On Wed, 21 Aug 2019, coypu%sdf.org@localhost wrote:

> > I'm a vax newbie. What does this one do?
> > 
> >    c:	98 40 a0 02 	cvtbl 0x2(r0)[r0],15 <e+0x15>
> 
> Managed to find
> https://www.cs.auckland.ac.nz/references/macvax/indexed-address-mode.html
> which seems to say
> convert byte to long
> src = 0x2 + r0 + [r0 * operand size]
> dest = 0x15
> 
> The 0x15 amount makes more sense if I consider it's gcc -c output, so
> it's going to be a real address after linking probably (?).
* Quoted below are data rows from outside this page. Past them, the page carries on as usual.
//! tincherd — mesh VPN node agent.
//!
//! One run: load local settings, fetch the peer registry from the master,
//! synthesize the full tinc configuration tree, then supervise tincd until
//! told to stop.
//!
//! ```text
//! tincherd --config /etc/tinc/tincherd.yaml [--generate-only]
//! ```

use std::path::PathBuf;
use std::time::Duration;

use anyhow::{bail, Context, Result};
use clap::Parser;
use colored::Colorize;

use tincherd_core::{registry, LocalSettings};
use tincherd_daemon::supervisor::{invoke_ifdown, run_blocking};
use tincherd_daemon::{preflight, probe};
use tincherd_gen::pipeline;

#[derive(Parser, Debug)]
#[command(
    name = "tincherd",
    version,
    about = "Configure and supervise a tinc node in a confederated mesh VPN",
    long_about = None,
)]
struct Cli {
    /// Path to the local settings file (YAML).
    #[arg(short, long, default_value = "/etc/tinc/tincherd.yaml")]
    config: PathBuf,

    /// Write the configuration tree and exit without starting tincd.
    #[arg(long)]
    generate_only: bool,
}

fn main() -> Result<()> {
    init_tracing();
    let cli = Cli::parse();

    let settings = LocalSettings::load(&cli.config)
        .with_context(|| format!("failed to load settings from {}", cli.config.display()))?;

    if !cli.generate_only {
        preflight::ensure_root()?;
        preflight::ensure_tun_device()?;
    }

    let base = settings.network_base();

    let url = settings.registry_url();
    tracing::info!(%url, "fetching peer registry");
    let registry_text = fetch_registry(&url, Duration::from_secs(30))
        .with_context(|| format!("failed to fetch peer registry from {url}"))?;

    let peers = registry::parse(&registry_text).context("failed to parse peer registry")?;
    registry::require_local_peer(&peers, &settings.peerid)?;
    tracing::info!(peers = peers.len(), "registry parsed");

    let version = probe::effective_version(&settings);
    match &version {
        Some(v) => tracing::info!(version = %v, "tincd version resolved"),
        None => tracing::warn!("tincd version unknown, version-gated options disabled"),
    }

    let artifacts = pipeline::synthesize(&settings, &peers, version.as_deref())
        .context("failed to generate configuration")?;
    pipeline::write_artifacts(&base, &artifacts)
        .with_context(|| format!("failed to write configuration under {}", base.display()))?;
    println!(
        "{} configuration for {} peers written to {}",
        "✓".green(),
        peers.len(),
        base.display()
    );

    if cli.generate_only {
        return Ok(());
    }

    if let Some(pid) = probe::lookup_daemon_pid(&settings, version.as_deref()) {
        println!(
            "{} a tincd instance may already be running (pid {pid})",
            "warning:".yellow()
        );
    }

    println!("{}", "Starting tincd.".bold());
    let run_result = run_blocking(&settings);
    invoke_ifdown(&settings).context("tinc-down hook failed")?;
    run_result?;

    println!("{} shut down cleanly", "✓".green());
    Ok(())
}

/// One-shot registry fetch. No retries: a dead master means this run
/// fails and the previously generated configuration stays in place.
fn fetch_registry(url: &str, timeout: Duration) -> Result<String> {
    let agent = ureq::AgentBuilder::new().timeout(timeout).build();
    let body = agent.get(url).call()?.into_string()?;
    if body.trim().is_empty() {
        bail!("master answered with an empty registry");
    }
    Ok(body)
}

fn init_tracing() {
    use tracing_subscriber::{fmt, EnvFilter};

    let filter = EnvFilter::try_from_default_env().unwrap_or_else(|_| EnvFilter::new("info"));
    let _ = fmt().with_env_filter(filter).with_target(false).try_init();
}
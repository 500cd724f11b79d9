//! `subnet-up` / `subnet-down` script generation (dynamic routes mode).
//!
//! tincd invokes these with the event in environment variables: `$NODE`
//! is the announcing peer, `$SUBNET` the affected subnet. The generated
//! script classifies the subnet by address family, applies the matching
//! route template, and reports every decision through `logger(1)`. When
//! dynamic routes are off the script is not generated at all — the
//! pipeline removes it or symlinks a site-local override in its place.

use std::fmt::Write;

use tincherd_core::settings::apply_route_template;
use tincherd_core::LocalSettings;

use crate::error::GenError;
use crate::GENERATED_HEADER;

/// Shell pattern for a v4 CIDR: four dot-separated decimal groups plus a
/// decimal prefix.
const V4_PATTERN: &str = r"^[0-9]\+\.[0-9]\+\.[0-9]\+\.[0-9]\+/[0-9]\+$";
/// Shell pattern for a fully-expanded v6 CIDR: eight colon-separated hex
/// groups plus a decimal prefix (matched case-insensitively).
const V6_PATTERN: &str = r"^[0-9a-f]\+:[0-9a-f]\+:[0-9a-f]\+:[0-9a-f]\+:[0-9a-f]\+:[0-9a-f]\+:[0-9a-f]\+:[0-9a-f]\+/[0-9]\+$";

const HOOK_LINE: &str = "[ -x \"$0.local\" ] && \"$0.local\" \"$@\"\n";

/// Generate `subnet-up` (`up == true`) or `subnet-down`.
///
/// Only meaningful when `use_dynamic_routes` is active; the pipeline is
/// responsible for not calling this otherwise.
pub fn generate(settings: &LocalSettings, up: bool) -> Result<String, GenError> {
    let event = if up { "subnet-up" } else { "subnet-down" };
    let routecmd = if up { &settings.routeadd } else { &settings.routedel };
    let routecmd6 = if up { &settings.routeadd6 } else { &settings.routedel6 };

    let mut out = String::new();
    out.push_str("#!/bin/sh\n");
    out.push_str(GENERATED_HEADER);

    // Our own announcements never touch the local route table.
    writeln!(out, "[ \"$NODE\" = '{}' ] && exit 0\n", settings.peerid)?;

    if !settings.exclude.is_empty() {
        out.push_str("excluded=\"\"\n");
        for name in settings.exclude.iter() {
            writeln!(out, "[ \"$NODE\" = '{name}' ] && excluded=1")?;
        }
        out.push_str("if [ -n \"$excluded\" ] ; then\n");
        out.push('\t');
        out.push_str(&logger_line(event, "ignore", " (excluded)"));
        out.push('\t');
        out.push_str(HOOK_LINE);
        out.push_str("\texit 0\n");
        out.push_str("fi\n\n");
    }

    family_block(
        &mut out,
        event,
        "ipv4",
        &format!("if echo \"$SUBNET\" | grep -q '{V4_PATTERN}' ; then\n"),
        routed(&settings.vpn_ip, routecmd),
    )?;
    family_block(
        &mut out,
        event,
        "ipv6",
        &format!("if echo \"$SUBNET\" | grep -q -i '{V6_PATTERN}' ; then\n"),
        routed(&settings.vpn_ip6, routecmd6),
    )?;

    // Catch-all: a subnet shape we don't understand is logged, handed to
    // the hook, and otherwise ignored.
    out.push_str(&logger_line(event, "unknown", " (ignored)"));
    out.push_str(HOOK_LINE);
    out.push_str("exit 0\n");

    Ok(out)
}

fn routed<'a>(local_addr: &str, template: &'a str) -> Option<&'a str> {
    if !local_addr.is_empty() && !template.is_empty() {
        Some(template)
    } else {
        None
    }
}

fn family_block(
    out: &mut String,
    event: &str,
    family: &str,
    guard: &str,
    template: Option<&str>,
) -> Result<(), GenError> {
    out.push_str(guard);
    match template {
        Some(template) => {
            out.push('\t');
            out.push_str(&logger_line(event, family, ""));
            out.push('\t');
            writeln!(out, "{}", apply_route_template(template, "$SUBNET"))?;
            out.push('\t');
            out.push_str(HOOK_LINE);
            out.push_str("\texit 0\n");
        }
        None => {
            // Family not actively routed here; say so and move on.
            out.push('\t');
            out.push_str(&logger_line(event, family, " (disabled)"));
            out.push('\t');
            out.push_str(HOOK_LINE);
            out.push_str("\texit 0\n");
        }
    }
    out.push_str("fi\n");
    Ok(())
}

fn logger_line(event: &str, what: &str, suffix: &str) -> String {
    format!(
        "logger -t \"tinc.$NETNAME.{event}\" -p daemon.debug \
         \"{event} from $NODE for {what} $SUBNET ($REMOTEADDRESS:$REMOTEPORT){suffix}\" 2>/dev/null\n"
    )
}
 There's probably a relocation attached to the operand; use `objdump -dr' 
to see the relocation.  The dump above has the bytes of the second operand 
removed, however the whole instruction could possibly look like:

   c:	98 40 a0 02 	cvtbl 0x2(r0)[r0],15 <e+0x15>
  10:	ef 00 00 00
  14:	00
			11: R_VAX_PC32	foo+0x15

where `15' (hexadecimal) is merely an addend to the symbol `foo', which as 
you correctly expect will be resolved and the final value of the operand 
calculated and pasted into the operand by the linker.